====== Extracted material

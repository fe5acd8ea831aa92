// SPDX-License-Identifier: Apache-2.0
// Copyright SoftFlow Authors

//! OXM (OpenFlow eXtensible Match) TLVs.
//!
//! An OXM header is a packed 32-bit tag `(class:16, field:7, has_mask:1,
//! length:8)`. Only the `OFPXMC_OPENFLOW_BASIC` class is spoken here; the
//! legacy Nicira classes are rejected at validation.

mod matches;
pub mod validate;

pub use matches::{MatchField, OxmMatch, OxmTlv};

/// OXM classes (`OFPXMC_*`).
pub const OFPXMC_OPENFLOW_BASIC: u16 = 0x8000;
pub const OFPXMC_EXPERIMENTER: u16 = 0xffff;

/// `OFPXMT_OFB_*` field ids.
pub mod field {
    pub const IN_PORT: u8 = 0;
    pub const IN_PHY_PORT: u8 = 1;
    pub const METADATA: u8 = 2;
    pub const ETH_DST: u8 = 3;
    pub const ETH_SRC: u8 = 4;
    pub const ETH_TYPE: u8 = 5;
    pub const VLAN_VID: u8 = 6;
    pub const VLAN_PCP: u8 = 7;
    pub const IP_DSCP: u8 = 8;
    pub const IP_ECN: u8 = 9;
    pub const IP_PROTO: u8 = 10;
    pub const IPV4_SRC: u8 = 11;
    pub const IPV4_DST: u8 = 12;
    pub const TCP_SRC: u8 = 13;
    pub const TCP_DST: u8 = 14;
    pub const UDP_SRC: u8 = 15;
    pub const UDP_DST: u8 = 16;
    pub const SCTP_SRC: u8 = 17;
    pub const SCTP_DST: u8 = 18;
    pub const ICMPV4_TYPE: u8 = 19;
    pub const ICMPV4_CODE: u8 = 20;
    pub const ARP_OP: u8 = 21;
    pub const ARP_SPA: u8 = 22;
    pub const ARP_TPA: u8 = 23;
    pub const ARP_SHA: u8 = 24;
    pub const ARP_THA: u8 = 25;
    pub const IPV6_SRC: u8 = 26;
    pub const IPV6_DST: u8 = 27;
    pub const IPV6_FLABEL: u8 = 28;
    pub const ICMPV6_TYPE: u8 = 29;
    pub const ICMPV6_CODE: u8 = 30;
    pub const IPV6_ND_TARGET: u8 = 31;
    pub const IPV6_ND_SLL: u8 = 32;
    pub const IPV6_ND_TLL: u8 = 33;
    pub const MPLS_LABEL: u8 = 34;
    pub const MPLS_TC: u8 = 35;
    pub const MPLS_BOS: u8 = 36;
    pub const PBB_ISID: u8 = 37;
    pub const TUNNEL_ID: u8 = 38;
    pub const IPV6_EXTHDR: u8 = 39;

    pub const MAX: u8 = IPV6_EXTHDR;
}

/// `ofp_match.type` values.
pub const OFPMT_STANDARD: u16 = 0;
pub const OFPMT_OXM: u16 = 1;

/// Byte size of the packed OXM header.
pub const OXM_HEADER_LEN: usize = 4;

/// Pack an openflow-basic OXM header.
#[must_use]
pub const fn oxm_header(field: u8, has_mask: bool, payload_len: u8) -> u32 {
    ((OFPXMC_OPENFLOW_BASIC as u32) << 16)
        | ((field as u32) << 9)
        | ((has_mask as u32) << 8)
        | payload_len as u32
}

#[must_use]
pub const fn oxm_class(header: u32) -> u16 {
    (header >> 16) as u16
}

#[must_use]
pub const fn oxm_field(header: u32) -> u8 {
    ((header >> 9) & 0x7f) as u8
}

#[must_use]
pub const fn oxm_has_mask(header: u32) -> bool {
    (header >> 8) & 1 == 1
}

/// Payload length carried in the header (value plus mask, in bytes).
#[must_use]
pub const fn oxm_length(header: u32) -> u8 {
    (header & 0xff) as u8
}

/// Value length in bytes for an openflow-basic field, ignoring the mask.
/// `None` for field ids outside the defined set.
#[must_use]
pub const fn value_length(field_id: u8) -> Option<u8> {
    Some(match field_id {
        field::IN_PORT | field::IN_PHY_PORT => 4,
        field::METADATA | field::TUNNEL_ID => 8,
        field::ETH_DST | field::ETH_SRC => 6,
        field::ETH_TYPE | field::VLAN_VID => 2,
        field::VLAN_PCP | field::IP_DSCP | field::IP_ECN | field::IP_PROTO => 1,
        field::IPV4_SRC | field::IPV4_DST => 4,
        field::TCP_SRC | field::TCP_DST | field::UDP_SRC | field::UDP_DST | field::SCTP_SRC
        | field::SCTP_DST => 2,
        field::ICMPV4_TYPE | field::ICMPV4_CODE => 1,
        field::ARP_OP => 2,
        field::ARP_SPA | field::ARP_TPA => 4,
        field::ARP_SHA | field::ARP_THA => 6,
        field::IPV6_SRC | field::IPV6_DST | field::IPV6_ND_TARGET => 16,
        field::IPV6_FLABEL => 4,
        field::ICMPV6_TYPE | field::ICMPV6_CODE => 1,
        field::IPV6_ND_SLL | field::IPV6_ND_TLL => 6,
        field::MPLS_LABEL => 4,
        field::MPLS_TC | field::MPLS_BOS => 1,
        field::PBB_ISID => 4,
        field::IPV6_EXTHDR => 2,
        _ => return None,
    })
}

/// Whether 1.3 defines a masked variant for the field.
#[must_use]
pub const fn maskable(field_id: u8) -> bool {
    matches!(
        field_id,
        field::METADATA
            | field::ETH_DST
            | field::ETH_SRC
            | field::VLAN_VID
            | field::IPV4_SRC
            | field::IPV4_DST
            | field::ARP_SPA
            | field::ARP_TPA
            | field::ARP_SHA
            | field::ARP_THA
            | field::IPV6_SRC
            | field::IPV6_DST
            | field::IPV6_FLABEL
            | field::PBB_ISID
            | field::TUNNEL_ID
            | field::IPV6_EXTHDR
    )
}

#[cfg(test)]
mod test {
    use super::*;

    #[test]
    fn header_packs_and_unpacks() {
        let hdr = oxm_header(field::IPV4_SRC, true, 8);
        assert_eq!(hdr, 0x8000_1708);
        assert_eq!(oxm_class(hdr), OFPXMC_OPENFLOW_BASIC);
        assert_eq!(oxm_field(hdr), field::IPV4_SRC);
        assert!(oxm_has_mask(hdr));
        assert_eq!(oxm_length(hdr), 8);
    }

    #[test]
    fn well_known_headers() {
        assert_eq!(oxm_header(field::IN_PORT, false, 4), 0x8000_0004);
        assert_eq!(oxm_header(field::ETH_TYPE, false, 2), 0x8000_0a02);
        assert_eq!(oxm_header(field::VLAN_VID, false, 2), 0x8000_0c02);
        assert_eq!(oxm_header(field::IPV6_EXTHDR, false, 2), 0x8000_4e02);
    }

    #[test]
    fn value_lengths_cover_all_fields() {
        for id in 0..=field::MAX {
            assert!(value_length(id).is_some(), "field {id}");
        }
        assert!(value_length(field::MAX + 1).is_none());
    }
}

============
====== Extracted material

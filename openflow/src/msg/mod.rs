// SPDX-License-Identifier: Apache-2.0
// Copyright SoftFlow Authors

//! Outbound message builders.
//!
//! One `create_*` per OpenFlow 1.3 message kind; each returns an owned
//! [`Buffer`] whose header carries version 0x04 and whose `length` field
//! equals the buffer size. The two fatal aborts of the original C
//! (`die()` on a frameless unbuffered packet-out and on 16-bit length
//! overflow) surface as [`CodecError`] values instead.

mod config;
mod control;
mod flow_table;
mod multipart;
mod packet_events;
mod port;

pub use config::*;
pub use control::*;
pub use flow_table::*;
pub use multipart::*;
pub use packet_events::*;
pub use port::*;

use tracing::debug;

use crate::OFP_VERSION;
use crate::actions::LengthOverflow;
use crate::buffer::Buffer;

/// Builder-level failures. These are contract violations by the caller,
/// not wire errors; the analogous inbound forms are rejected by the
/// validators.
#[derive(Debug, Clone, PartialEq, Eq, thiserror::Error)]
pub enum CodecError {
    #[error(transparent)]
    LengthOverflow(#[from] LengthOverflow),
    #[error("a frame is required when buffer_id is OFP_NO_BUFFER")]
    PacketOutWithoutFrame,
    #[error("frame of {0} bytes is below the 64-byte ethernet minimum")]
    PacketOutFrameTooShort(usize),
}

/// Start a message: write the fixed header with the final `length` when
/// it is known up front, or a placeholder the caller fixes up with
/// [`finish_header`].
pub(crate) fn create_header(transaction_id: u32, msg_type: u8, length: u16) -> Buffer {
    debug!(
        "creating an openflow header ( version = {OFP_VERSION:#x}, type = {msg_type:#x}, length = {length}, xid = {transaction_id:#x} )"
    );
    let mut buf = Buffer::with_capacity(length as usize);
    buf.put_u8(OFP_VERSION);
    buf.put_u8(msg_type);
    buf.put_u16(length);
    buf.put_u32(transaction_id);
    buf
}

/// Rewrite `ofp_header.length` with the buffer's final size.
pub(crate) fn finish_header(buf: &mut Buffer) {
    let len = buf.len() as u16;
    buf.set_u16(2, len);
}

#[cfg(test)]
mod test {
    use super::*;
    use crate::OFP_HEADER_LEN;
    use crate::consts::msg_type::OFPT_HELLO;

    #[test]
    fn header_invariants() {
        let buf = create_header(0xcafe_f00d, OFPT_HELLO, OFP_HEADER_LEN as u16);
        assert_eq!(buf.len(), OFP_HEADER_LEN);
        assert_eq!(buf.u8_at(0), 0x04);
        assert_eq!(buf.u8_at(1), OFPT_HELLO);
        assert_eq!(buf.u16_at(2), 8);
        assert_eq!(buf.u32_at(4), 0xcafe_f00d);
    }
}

============

*The problem:* Your answer should be the lines above, from the line containing "pub const IPV6_SRC: u8 = 26;" up to and including the line containing "pub const TUNNEL_ID: u8 = 38;", reproduced exactly and with nothing else.

*Answer to this problem:*
    pub const IPV6_SRC: u8 = 26;
    pub const IPV6_DST: u8 = 27;
    pub const IPV6_FLABEL: u8 = 28;
    pub const ICMPV6_TYPE: u8 = 29;
    pub const ICMPV6_CODE: u8 = 30;
    pub const IPV6_ND_TARGET: u8 = 31;
    pub const IPV6_ND_SLL: u8 = 32;
    pub const IPV6_ND_TLL: u8 = 33;
    pub const MPLS_LABEL: u8 = 34;
    pub const MPLS_TC: u8 = 35;
    pub const MPLS_BOS: u8 = 36;
    pub const PBB_ISID: u8 = 37;
    pub const TUNNEL_ID: u8 = 38;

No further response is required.